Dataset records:
- - - -

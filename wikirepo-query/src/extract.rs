//! Turn claim snaks into scalars.
//!
//! Extraction never fails on malformed data: anything that cannot be read
//! becomes [`Scalar::Missing`]. Only store failures other than a missing
//! referenced entity are propagated.

use log::debug;
use wikirepo_core::{DataValue, Entity, EntityCache, EntityId, Scalar, Snak, StoreError};

/// Which part of a claim supplies the value.
#[derive(Debug, Clone, Copy, PartialEq, Eq, Default)]
pub enum SubProperty {
    /// The claim's main value.
    #[default]
    Main,
    /// The first qualifier of the given property.
    Qualifier(EntityId),
    /// Only the claim's existence matters; the value is `true`.
    Presence,
}

/// Read the value of claim `index` of `property` on `entity`.
///
/// Entity references resolve to the referenced entity's label; quantities and
/// string literals are coerced to integer, float or text. `ignore` is removed
/// from the text before coercion.
///
/// # Errors
///
/// Returns a [`StoreError`] when resolving a referenced entity's label fails
/// for a reason other than the entity not existing.
pub fn extract_value(
    cache: &mut EntityCache,
    entity: &Entity,
    property: EntityId,
    index: usize,
    sub: SubProperty,
    ignore: &str,
) -> Result<Scalar, StoreError> {
    let claim = entity.claim(property, index);
    let snak = match sub {
        SubProperty::Presence => return Ok(Scalar::Bool(true)),
        SubProperty::Main => claim.map(|c| &c.main),
        SubProperty::Qualifier(qualifier) => claim.and_then(|c| c.qualifier(qualifier)),
    };
    snak.map_or(Ok(Scalar::Missing), |s| coerce_snak(cache, s, ignore))
}

/// Read the main value of claim `index`; shorthand for [`SubProperty::Main`].
///
/// # Errors
///
/// See [`extract_value`].
pub fn main_value(
    cache: &mut EntityCache,
    entity: &Entity,
    property: EntityId,
    index: usize,
    ignore: &str,
) -> Result<Scalar, StoreError> {
    extract_value(cache, entity, property, index, SubProperty::Main, ignore)
}

/// Entity referenced by the main value of claim `index`.
#[must_use]
pub fn main_entity_ref(entity: &Entity, property: EntityId, index: usize) -> Option<EntityId> {
    entity
        .claim(property, index)
        .and_then(|claim| claim.main.entity_ref())
}

fn coerce_snak(cache: &mut EntityCache, snak: &Snak, ignore: &str) -> Result<Scalar, StoreError> {
    match &snak.value {
        Some(DataValue::EntityRef(id)) => match cache.label(*id) {
            Ok(label) => Ok(label.map_or(Scalar::Missing, |l| Scalar::Text(strip(&l, ignore)))),
            Err(StoreError::NotFound { id: missing }) => {
                debug!("referenced entity {missing} does not exist");
                Ok(Scalar::Missing)
            }
            Err(err) => Err(err),
        },
        Some(DataValue::Quantity { amount, .. }) => Ok(Scalar::coerce(&strip(amount, ignore))),
        Some(DataValue::Text(text)) => Ok(Scalar::coerce(&strip(text, ignore))),
        Some(DataValue::Time(_) | DataValue::Unsupported) | None => Ok(Scalar::Missing),
    }
}

fn strip(text: &str, ignore: &str) -> String {
    if ignore.is_empty() {
        text.to_owned()
    } else {
        text.replace(ignore, "")
    }
}
//! Memoised entity lookup.
//!
//! Every entity is fetched at most once per cache. The cache has no
//! invalidation; callers keep it alive across queries to reuse documents.

use std::collections::{BTreeMap, HashMap};
use std::fmt;
use std::sync::Arc;

use log::debug;

use crate::{Entity, EntityId, EntityStore, StoreError};

/// Label languages tried in order when none are configured.
pub const DEFAULT_LANGUAGES: [&str; 2] = ["en", "de"];

/// Entities fetched so far, keyed by identifier.
///
/// # Examples
///
/// ```
/// use wikirepo_core::{Entity, EntityCache, EntityId, EntityStore, StoreError};
///
/// struct Single;
///
/// impl EntityStore for Single {
///     fn fetch(&self, id: EntityId) -> Result<Entity, StoreError> {
///         Ok(Entity::new(id).with_label("de", "Deutschland"))
///     }
/// }
///
/// let mut cache = EntityCache::new(Single);
/// let germany = EntityId::item(183);
/// assert!(!cache.contains(germany));
/// assert_eq!(cache.label(germany)?.as_deref(), Some("Deutschland"));
/// assert!(cache.contains(germany));
/// # Ok::<(), StoreError>(())
/// ```
pub struct EntityCache {
    store: Box<dyn EntityStore>,
    entities: HashMap<EntityId, Arc<Entity>>,
    languages: Vec<String>,
}

impl fmt::Debug for EntityCache {
    fn fmt(&self, f: &mut fmt::Formatter<'_>) -> fmt::Result {
        f.debug_struct("EntityCache")
            .field("store", &"<dyn EntityStore>")
            .field("entities", &self.entities.len())
            .field("languages", &self.languages)
            .finish()
    }
}

impl EntityCache {
    /// Empty cache backed by `store`.
    pub fn new(store: impl EntityStore + 'static) -> Self {
        Self {
            store: Box::new(store),
            entities: HashMap::new(),
            languages: DEFAULT_LANGUAGES.iter().map(|&lang| lang.to_owned()).collect(),
        }
    }

    /// Replace the label language preference list.
    #[must_use]
    pub fn with_languages<I, L>(mut self, languages: I) -> Self
    where
        I: IntoIterator<Item = L>,
        L: Into<String>,
    {
        self.languages = languages.into_iter().map(Into::into).collect();
        self
    }

    /// Label languages in preference order.
    #[must_use]
    pub fn languages(&self) -> &[String] {
        &self.languages
    }

    /// Return the entity, fetching it on first use.
    ///
    /// # Errors
    ///
    /// Propagates the store's [`StoreError`]; failed lookups are not cached.
    pub fn get(&mut self, id: EntityId) -> Result<Arc<Entity>, StoreError> {
        if let Some(entity) = self.entities.get(&id) {
            return Ok(Arc::clone(entity));
        }
        debug!("fetching entity {id}");
        let entity = Arc::new(self.store.fetch(id)?);
        self.entities.insert(id, Arc::clone(&entity));
        Ok(entity)
    }

    /// Whether `id` has already been fetched.
    #[must_use]
    pub fn contains(&self, id: EntityId) -> bool {
        self.entities.contains_key(&id)
    }

    /// Seed the cache with an entity, returning any document it replaces.
    pub fn insert(&mut self, entity: Entity) -> Option<Arc<Entity>> {
        self.entities.insert(entity.id, Arc::new(entity))
    }

    /// Preferred label of `id`, fetching the entity if needed.
    ///
    /// # Errors
    ///
    /// Propagates failures from [`EntityCache::get`].
    pub fn label(&mut self, id: EntityId) -> Result<Option<String>, StoreError> {
        let entity = self.get(id)?;
        Ok(entity.label(&self.languages).map(str::to_owned))
    }

    /// Label for diagnostics: the preferred label, or the identifier when the
    /// entity cannot be fetched or has no label.
    pub fn describe(&mut self, id: EntityId) -> String {
        match self.label(id) {
            Ok(Some(label)) => label,
            Ok(None) | Err(_) => id.to_string(),
        }
    }

    /// Labels of every cached entity that has one.
    #[must_use]
    pub fn labels(&self) -> BTreeMap<EntityId, String> {
        self.entities
            .iter()
            .filter_map(|(id, entity)| {
                entity
                    .label(&self.languages)
                    .map(|label| (*id, label.to_owned()))
            })
            .collect()
    }

    /// Identifiers of cached entities in ascending order.
    #[must_use]
    pub fn ids(&self) -> Vec<EntityId> {
        let mut ids: Vec<_> = self.entities.keys().copied().collect();
        ids.sort_unstable();
        ids
    }

    /// Number of cached entities.
    #[must_use]
    pub fn len(&self) -> usize {
        self.entities.len()
    }

    /// Whether nothing has been cached yet.
    #[must_use]
    pub fn is_empty(&self) -> bool {
        self.entities.is_empty()
    }
}
#[async_trait]
impl HostingPlatform for GitHubClient {
    async fn get_pull_request(&self, pr: &PrRef) -> Result<PullRequestDetails> {
        let url = format!(
            "{}/repos/{}/{}/pulls/{}",
            GITHUB_API, pr.key.owner, pr.key.repo, pr.key.pr_number
        );
        info!("Fetching PR {}", pr.key);

        let response = self.get(pr.installation_id, &url).await?;
        let response = ensure_success(response, "fetching pull request").await?;
        let details: PullRequestResponse = response
            .json()
            .await
            .context("Failed to parse pull request response")?;

        Ok(PullRequestDetails {
            number: details.number,
            title: details.title,
            body: details.body,
            head_ref: details.head.ref_name,
            base_ref: details.base.ref_name,
        })
    }

    async fn list_reviews(&self, pr: &PrRef) -> Result<Vec<Comment>> {
        let path = format!(
            "/repos/{}/{}/pulls/{}/reviews",
            pr.key.owner, pr.key.repo, pr.key.pr_number
        );
        let reviews: Vec<ReviewPayload> = self
            .get_paginated(pr.installation_id, &path, "reviews")
            .await?;
        Ok(reviews
            .into_iter()
            .filter_map(ReviewPayload::into_comment)
            .collect())
    }

    async fn list_review_comments(&self, pr: &PrRef) -> Result<Vec<Comment>> {
        let path = format!(
            "/repos/{}/{}/pulls/{}/comments",
            pr.key.owner, pr.key.repo, pr.key.pr_number
        );
        let comments: Vec<ReviewCommentPayload> = self
            .get_paginated(pr.installation_id, &path, "review comments")
            .await?;
        Ok(comments
            .into_iter()
            .map(ReviewCommentPayload::into_comment)
            .collect())
    }

    async fn list_issue_comments(&self, pr: &PrRef) -> Result<Vec<Comment>> {
        let path = format!(
            "/repos/{}/{}/issues/{}/comments",
            pr.key.owner, pr.key.repo, pr.key.pr_number
        );
        let comments: Vec<IssueCommentPayload> = self
            .get_paginated(pr.installation_id, &path, "issue comments")
            .await?;
        Ok(comments
            .into_iter()
            .map(IssueCommentPayload::into_comment)
            .collect())
    }

    async fn list_commits(&self, pr: &PrRef) -> Result<Vec<CommitInfo>> {
        let path = format!(
            "/repos/{}/{}/pulls/{}/commits",
            pr.key.owner, pr.key.repo, pr.key.pr_number
        );
        let commits: Vec<CommitPayload> = self
            .get_paginated(pr.installation_id, &path, "commits")
            .await?;
        Ok(commits
            .into_iter()
            .map(|c| CommitInfo::new(c.sha, c.commit.message))
            .collect())
    }

    async fn post_comment(&self, pr: &PrRef, body: &str) -> Result<()> {
        let url = format!(
            "{}/repos/{}/{}/issues/{}/comments",
            GITHUB_API, pr.key.owner, pr.key.repo, pr.key.pr_number
        );
        info!("Posting comment to PR {}", pr.key);

        let token = self.installation_token(pr.installation_id).await?;
        let response = self
            .client
            .post(&url)
            .header("Authorization", format!("Bearer {}", token))
            .header("Accept", "application/vnd.github.v3+json")
            .json(&CreateCommentRequest { body })
            .send()
            .await
            .context("Failed to send PR comment request")?;
        ensure_success(response, "posting comment").await?;

        Ok(())
    }

    async fn merge_pull_request(&self, pr: &PrRef, request: &MergeRequest) -> Result<()> {
        let url = format!(
            "{}/repos/{}/{}/pulls/{}/merge",
            GITHUB_API, pr.key.owner, pr.key.repo, pr.key.pr_number
        );
        info!(
            "Merging PR {} with method {}",
            pr.key,
            request.method.as_str()
        );

        let token = self.installation_token(pr.installation_id).await?;
        let response = self
            .client
            .put(&url)
            .header("Authorization", format!("Bearer {}", token))
            .header("Accept", "application/vnd.github.v3+json")
            .json(&MergePullRequestBody {
                commit_title: &request.commit_title,
                commit_message: &request.commit_message,
                merge_method: request.method.as_str(),
            })
            .send()
            .await
            .context("Failed to send merge request")?;
        ensure_success(response, "merging pull request").await?;

        Ok(())
    }
}

#[cfg(test)]
mod tests {
    use super::*;

    #[test]
    fn test_review_payload_maps_bot_author() {
        let payload: ReviewPayload = serde_json::from_value(serde_json::json!({
            "id": 11,
            "user": {"login": "chatgpt-codex-connector[bot]", "type": "Bot"},
            "body": "LGTM",
            "state": "COMMENTED",
            "submitted_at": "2024-05-01T10:00:00Z"
        }))
        .unwrap();
        let comment = payload.into_comment().unwrap();
        assert_eq!(comment.id, CommentId(11));
        assert!(comment.author.is_bot);
        assert_eq!(comment.kind, CommentKind::Review);
        assert_eq!(comment.body, "LGTM");
    }

    #[test]
    fn test_pending_review_is_skipped() {
        let payload: ReviewPayload = serde_json::from_value(serde_json::json!({
            "id": 12,
            "user": {"login": "codex", "type": "User"},
            "body": null,
            "submitted_at": null
        }))
        .unwrap();
        assert!(payload.into_comment().is_none());
    }

    #[test]
    fn test_review_comment_line_falls_back_to_original_line() {
        let payload: ReviewCommentPayload = serde_json::from_value(serde_json::json!({
            "id": 13,
            "user": {"login": "codex", "type": "User"},
            "body": "Problem: off by one",
            "created_at": "2024-05-01T10:00:00Z",
            "path": "src/buf.rs",
            "line": null,
            "original_line": 40,
            "start_line": null,
            "original_start_line": 38
        }))
        .unwrap();
        let comment = payload.into_comment();
        assert!(!comment.author.is_bot);
        assert_eq!(
            comment.location,
            Some(Location {
                path: Some("src/buf.rs".to_string()),
                line: Some(40),
                start_line: Some(38),
                end_line: Some(40),
            })
        );
    }

    #[test]
    fn test_deleted_user_becomes_ghost() {
        let payload: IssueCommentPayload = serde_json::from_value(serde_json::json!({
            "id": 14,
            "user": null,
            "body": "hello",
            "created_at": "2024-05-01T10:00:00Z"
        }))
        .unwrap();
        assert_eq!(payload.into_comment().author.login, "ghost");
    }
}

- - - -

* Requirement: Look through the data above for the word "germany". Report each line where it occurs.

* Answer section:
/// let germany = EntityId::item(183);
/// assert!(!cache.contains(germany));
/// assert_eq!(cache.label(germany)?.as_deref(), Some("Deutschland"));
/// assert!(cache.contains(germany));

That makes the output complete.